#### [Task instructions]
Using the entries below, output each line exactly from the first through the one that contains "A configurable fraction".
*** Opening Entries supplied ***
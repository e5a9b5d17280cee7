//! Batch sampling of initial states and reference segments.
//!
//! Most tasks start near the first state of a random corpus segment, with a
//! Gaussian perturbation of the current level's σ. A configurable fraction
//! starts from states the controller itself reached in earlier rollouts
//! (the self-play pool), paired with the reference they were tracking when
//! reached: same corpus step, same anchor, same aggressiveness.

use std::collections::VecDeque;

use gradpilot_model::Dynamics;
use gradpilot_reference::Trajectory;
use rand::prelude::*;
use rand_distr::StandardNormal;
use serde::{Deserialize, Serialize};

use crate::difficulty::DifficultyLevel;
use crate::error::{Result, TrainError};
use crate::rollout::Rollout;

#[derive(Debug, Clone, PartialEq, Serialize, Deserialize)]
#[serde(default)]
pub struct SamplerConfig {
    /// Rollouts per iteration.
    pub batch_size: usize,
    /// Fraction of each batch drawn from the self-play pool, in [0, 1].
    pub self_play: f64,
    /// Add reached states to the pool every N iterations.
    pub collect_every: usize,
    /// Oldest pool entries are dropped beyond this size.
    pub pool_capacity: usize,
}

impl Default for SamplerConfig {
    fn default() -> Self {
        Self {
            batch_size: 16,
            self_play: 0.0,
            collect_every: 10,
            pool_capacity: 2048,
        }
    }
}

impl SamplerConfig {
    pub fn validate(&self) -> Result<()> {
        if self.batch_size == 0 {
            return Err(TrainError::Configuration("batch_size must be at least 1".into()));
        }
        if !(0.0..=1.0).contains(&self.self_play) {
            return Err(TrainError::Configuration(format!(
                "self_play must be in [0, 1], got {}",
                self.self_play
            )));
        }
        if self.collect_every == 0 || self.pool_capacity == 0 {
            return Err(TrainError::Configuration(
                "collect_every and pool_capacity must be positive".into(),
            ));
        }
        Ok(())
    }
}

/// Input of one rollout.
#[derive(Debug, Clone, PartialEq)]
pub struct RolloutTask {
    pub initial_state: Vec<f64>,
    pub segment: Trajectory,
    /// Where the segment was cut from the corpus.
    pub origin: Option<SegmentOrigin>,
    pub self_play: bool,
}

impl RolloutTask {
    pub fn new(initial_state: Vec<f64>, segment: Trajectory) -> Self {
        Self {
            initial_state,
            segment,
            origin: None,
            self_play: false,
        }
    }
}

/// Position of a reference segment in the training corpus.
#[derive(Debug, Clone, Copy, PartialEq)]
pub struct SegmentOrigin {
    pub trajectory: usize,
    /// Corpus step the segment's scaling is anchored at.
    pub anchor: usize,
    /// Corpus step of the segment's first state, at or after `anchor`.
    pub start: usize,
    pub aggressiveness: f64,
}

impl SegmentOrigin {
    /// The same scaled reference, resumed `k` steps later.
    fn advanced(self, k: usize) -> Self {
        Self {
            start: self.start + k,
            ..self
        }
    }
}

#[derive(Debug, Clone)]
struct PoolEntry {
    origin: SegmentOrigin,
    state: Vec<f64>,
}

/// Seeded sampler over the training split.
pub struct BatchSampler<'a, D: Dynamics> {
    dynamics: &'a D,
    trajectories: &'a [Trajectory],
    config: SamplerConfig,
    scale: Vec<f64>,
    rng: StdRng,
    pool: VecDeque<PoolEntry>,
}

impl<'a, D: Dynamics> BatchSampler<'a, D> {
    pub fn new(
        dynamics: &'a D,
        trajectories: &'a [Trajectory],
        config: SamplerConfig,
        seed: u64,
    ) -> Result<Self> {
        config.validate()?;
        if trajectories.is_empty() {
            return Err(TrainError::Configuration("no training trajectories".into()));
        }
        if let Some(bad) = trajectories
            .iter()
            .find(|t| t.state_dim() != dynamics.state_dim())
        {
            return Err(TrainError::Configuration(format!(
                "trajectory '{}' has state dimension {}, {} expects {}",
                bad.id,
                bad.state_dim(),
                dynamics.name(),
                dynamics.state_dim()
            )));
        }
        Ok(Self {
            dynamics,
            trajectories,
            scale: dynamics.perturbation_scale(),
            config,
            rng: StdRng::seed_from_u64(seed),
            pool: VecDeque::new(),
        })
    }

    pub fn config(&self) -> &SamplerConfig {
        &self.config
    }

    pub fn pool_len(&self) -> usize {
        self.pool.len()
    }

    /// `state + σ·scale·n`, `n ~ N(0, I)`, projected back onto the state
    /// manifold.
    pub fn perturb(&mut self, state: &[f64], sigma: f64) -> Vec<f64> {
        let mut x: Vec<f64> = state
            .iter()
            .zip(&self.scale)
            .map(|(&s, &k)| {
                let n: f64 = self.rng.sample(StandardNormal);
                s + sigma * k * n
            })
            .collect();
        self.dynamics.normalize_state(&mut x);
        x
    }

    fn segment(&self, origin: &SegmentOrigin, horizon: usize) -> Trajectory {
        self.trajectories[origin.trajectory].anchored_segment(
            origin.anchor,
            origin.start,
            horizon,
            origin.aggressiveness,
            self.dynamics.quaternion_offset(),
        )
    }

    /// Draw one batch for `level`.
    pub fn sample(&mut self, level: &DifficultyLevel) -> Vec<RolloutTask> {
        let batch = self.config.batch_size;
        let n_self = ((batch as f64 * self.config.self_play).round() as usize).min(self.pool.len());
        let mut tasks = Vec::with_capacity(batch);

        for _ in 0..n_self {
            let idx = self.rng.gen_range(0..self.pool.len());
            let PoolEntry { origin, state } = self.pool[idx].clone();
            tasks.push(RolloutTask {
                initial_state: state,
                segment: self.segment(&origin, level.horizon),
                origin: Some(origin),
                self_play: true,
            });
        }
        for _ in n_self..batch {
            let trajectory = self.rng.gen_range(0..self.trajectories.len());
            let last_start = self.trajectories[trajectory]
                .len()
                .saturating_sub(level.horizon + 1);
            let start = self.rng.gen_range(0..=last_start);
            let origin = SegmentOrigin {
                trajectory,
                anchor: start,
                start,
                aggressiveness: level.aggressiveness,
            };
            let segment = self.segment(&origin, level.horizon);
            let initial_state = self.perturb(segment.state(0), level.perturbation);
            tasks.push(RolloutTask {
                initial_state,
                segment,
                origin: Some(origin),
                self_play: false,
            });
        }
        tasks
    }

    /// Add one reached state per rollout to the self-play pool.
    ///
    /// Step `k`'s state was reached while tracking the task's segment at
    /// step `k`; the entry keeps that segment's anchor and aggressiveness so
    /// replays resume the same scaled reference.
    pub fn collect(&mut self, tasks: &[RolloutTask], rollouts: &[Rollout]) {
        for (task, rollout) in tasks.iter().zip(rollouts) {
            let Some(origin) = task.origin else {
                continue;
            };
            if rollout.steps.is_empty() {
                continue;
            }
            let k = self.rng.gen_range(0..rollout.steps.len());
            self.pool.push_back(PoolEntry {
                origin: origin.advanced(k),
                state: rollout.steps[k].state.clone(),
            });
        }
        while self.pool.len() > self.config.pool_capacity {
            self.pool.pop_front();
        }
    }
}

#[cfg(test)]
mod tests {
    use super::*;
    use crate::rollout::StepRecord;
    use approx::assert_relative_eq;
    use gradpilot_reference::TrajectoryGenerator;
    use gradpilot_vehicles::{CartPole, Quadrotor};

    fn cartpole_corpus() -> Vec<Trajectory> {
        let mut generator = TrajectoryGenerator::new(5);
        (0..3)
            .map(|i| generator.cartpole_sweep(&format!("c{i}"), 100, 0.02).unwrap())
            .collect()
    }

    #[test]
    fn test_sampling_is_seeded() {
        let cartpole = CartPole::default();
        let corpus = cartpole_corpus();
        let level = DifficultyLevel::default();
        let mut a = BatchSampler::new(&cartpole, &corpus, SamplerConfig::default(), 9).unwrap();
        let mut b = BatchSampler::new(&cartpole, &corpus, SamplerConfig::default(), 9).unwrap();
        let ta = a.sample(&level);
        assert_eq!(ta, b.sample(&level));
        assert_eq!(ta.len(), 16);
        assert!(ta.iter().all(|t| t.segment.len() == level.horizon + 1));
    }

    #[test]
    fn test_zero_perturbation_starts_on_reference() {
        let cartpole = CartPole::default();
        let corpus = cartpole_corpus();
        let level = DifficultyLevel {
            perturbation: 0.0,
            ..Default::default()
        };
        let mut sampler =
            BatchSampler::new(&cartpole, &corpus, SamplerConfig::default(), 1).unwrap();
        for task in sampler.sample(&level) {
            assert_eq!(task.initial_state, task.segment.state(0).to_vec());
        }
    }

    #[test]
    fn test_quadrotor_perturbation_keeps_unit_quaternion() {
        let quad = Quadrotor::default();
        let mut generator = TrajectoryGenerator::new(2);
        let corpus = vec![generator.figure_eight("f", 200, 0.02).unwrap()];
        let level = DifficultyLevel {
            perturbation: 0.3,
            ..Default::default()
        };
        let mut sampler = BatchSampler::new(&quad, &corpus, SamplerConfig::default(), 4).unwrap();
        for task in sampler.sample(&level) {
            let q = &task.initial_state[3..7];
            assert_relative_eq!(q.iter().map(|c| c * c).sum::<f64>(), 1.0, epsilon = 1e-12);
        }
    }

    #[test]
    fn test_self_play_fraction() {
        let cartpole = CartPole::default();
        let corpus = cartpole_corpus();
        let level = DifficultyLevel::default();
        let config = SamplerConfig {
            batch_size: 8,
            self_play: 0.25,
            ..Default::default()
        };
        let mut sampler = BatchSampler::new(&cartpole, &corpus, config, 3).unwrap();

        // Empty pool: all tasks come from the corpus.
        let tasks = sampler.sample(&level);
        assert!(tasks.iter().all(|t| !t.self_play));

        let rollouts: Vec<Rollout> = tasks
            .iter()
            .map(|t| Rollout {
                steps: vec![StepRecord {
                    state: vec![9.0, 0.0, 0.0, 0.0],
                    control: vec![0.0],
                    reference: t.segment.state(1).to_vec(),
                }],
                final_state: vec![0.0; 4],
                loss: 0.0,
                tracking_loss: 0.0,
            })
            .collect();
        sampler.collect(&tasks, &rollouts);
        assert_eq!(sampler.pool_len(), 8);

        let tasks = sampler.sample(&level);
        let from_pool: Vec<_> = tasks.iter().filter(|t| t.self_play).collect();
        assert_eq!(from_pool.len(), 2);
        assert!(from_pool.iter().all(|t| t.initial_state[0] == 9.0));
    }

    #[test]
    fn test_self_play_resumes_scaled_reference() {
        let quad = Quadrotor::default();
        let mut generator = TrajectoryGenerator::new(2);
        let corpus = vec![generator.figure_eight("f", 200, 0.02).unwrap()];
        let level = DifficultyLevel {
            horizon: 20,
            perturbation: 0.0,
            aggressiveness: 0.3,
            ..Default::default()
        };
        let config = SamplerConfig {
            batch_size: 8,
            self_play: 1.0,
            ..Default::default()
        };
        let mut sampler = BatchSampler::new(&quad, &corpus, config, 11).unwrap();

        // A perfect tracker sits on its scaled reference at every step.
        let track = |tasks: &[RolloutTask]| -> Vec<Rollout> {
            tasks
                .iter()
                .map(|t| Rollout {
                    steps: (0..level.horizon)
                        .map(|k| StepRecord {
                            state: t.segment.state(k).to_vec(),
                            control: vec![0.0; 4],
                            reference: t.segment.state(k + 1).to_vec(),
                        })
                        .collect(),
                    final_state: t.segment.state(level.horizon).to_vec(),
                    loss: 0.0,
                    tracking_loss: 0.0,
                })
                .collect()
        };

        let tasks = sampler.sample(&level);
        sampler.collect(&tasks, &track(&tasks));
        // Replayed twice so offsets accumulate on resumed segments.
        for _ in 0..2 {
            let tasks = sampler.sample(&level);
            assert!(tasks.iter().all(|t| t.self_play));
            for task in &tasks {
                let origin = task.origin.unwrap();
                assert!(origin.start >= origin.anchor);
                for (x, r) in task.initial_state[..3].iter().zip(&task.segment.state(0)[..3]) {
                    assert_relative_eq!(*x, *r, epsilon = 1e-12);
                }
            }
            sampler.collect(&tasks, &track(&tasks));
        }
    }

    #[test]
    fn test_pool_capacity() {
        let cartpole = CartPole::default();
        let corpus = cartpole_corpus();
        let config = SamplerConfig {
            batch_size: 4,
            pool_capacity: 3,
            ..Default::default()
        };
        let mut sampler = BatchSampler::new(&cartpole, &corpus, config, 3).unwrap();
        let tasks = sampler.sample(&DifficultyLevel::default());
        let rollouts: Vec<Rollout> = tasks
            .iter()
            .map(|t| Rollout {
                steps: vec![StepRecord {
                    state: t.initial_state.clone(),
                    control: vec![0.0],
                    reference: t.initial_state.clone(),
                }],
                final_state: t.initial_state.clone(),
                loss: 0.0,
                tracking_loss: 0.0,
            })
            .collect();
        sampler.collect(&tasks, &rollouts);
        assert_eq!(sampler.pool_len(), 3);
    }

    #[test]
    fn test_rejects_mismatched_corpus() {
        let quad = Quadrotor::default();
        let corpus = cartpole_corpus();
        assert!(BatchSampler::new(&quad, &corpus, SamplerConfig::default(), 0).is_err());
    }
}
*** Closing Entries supplied ***
#### [Answer for the task]
repository e5a9b5d17280cee7
//! Batch sampling of initial states and reference segments.
//!
//! Most tasks start near the first state of a random corpus segment, with a
//! Gaussian perturbation of the current level's σ. A configurable fraction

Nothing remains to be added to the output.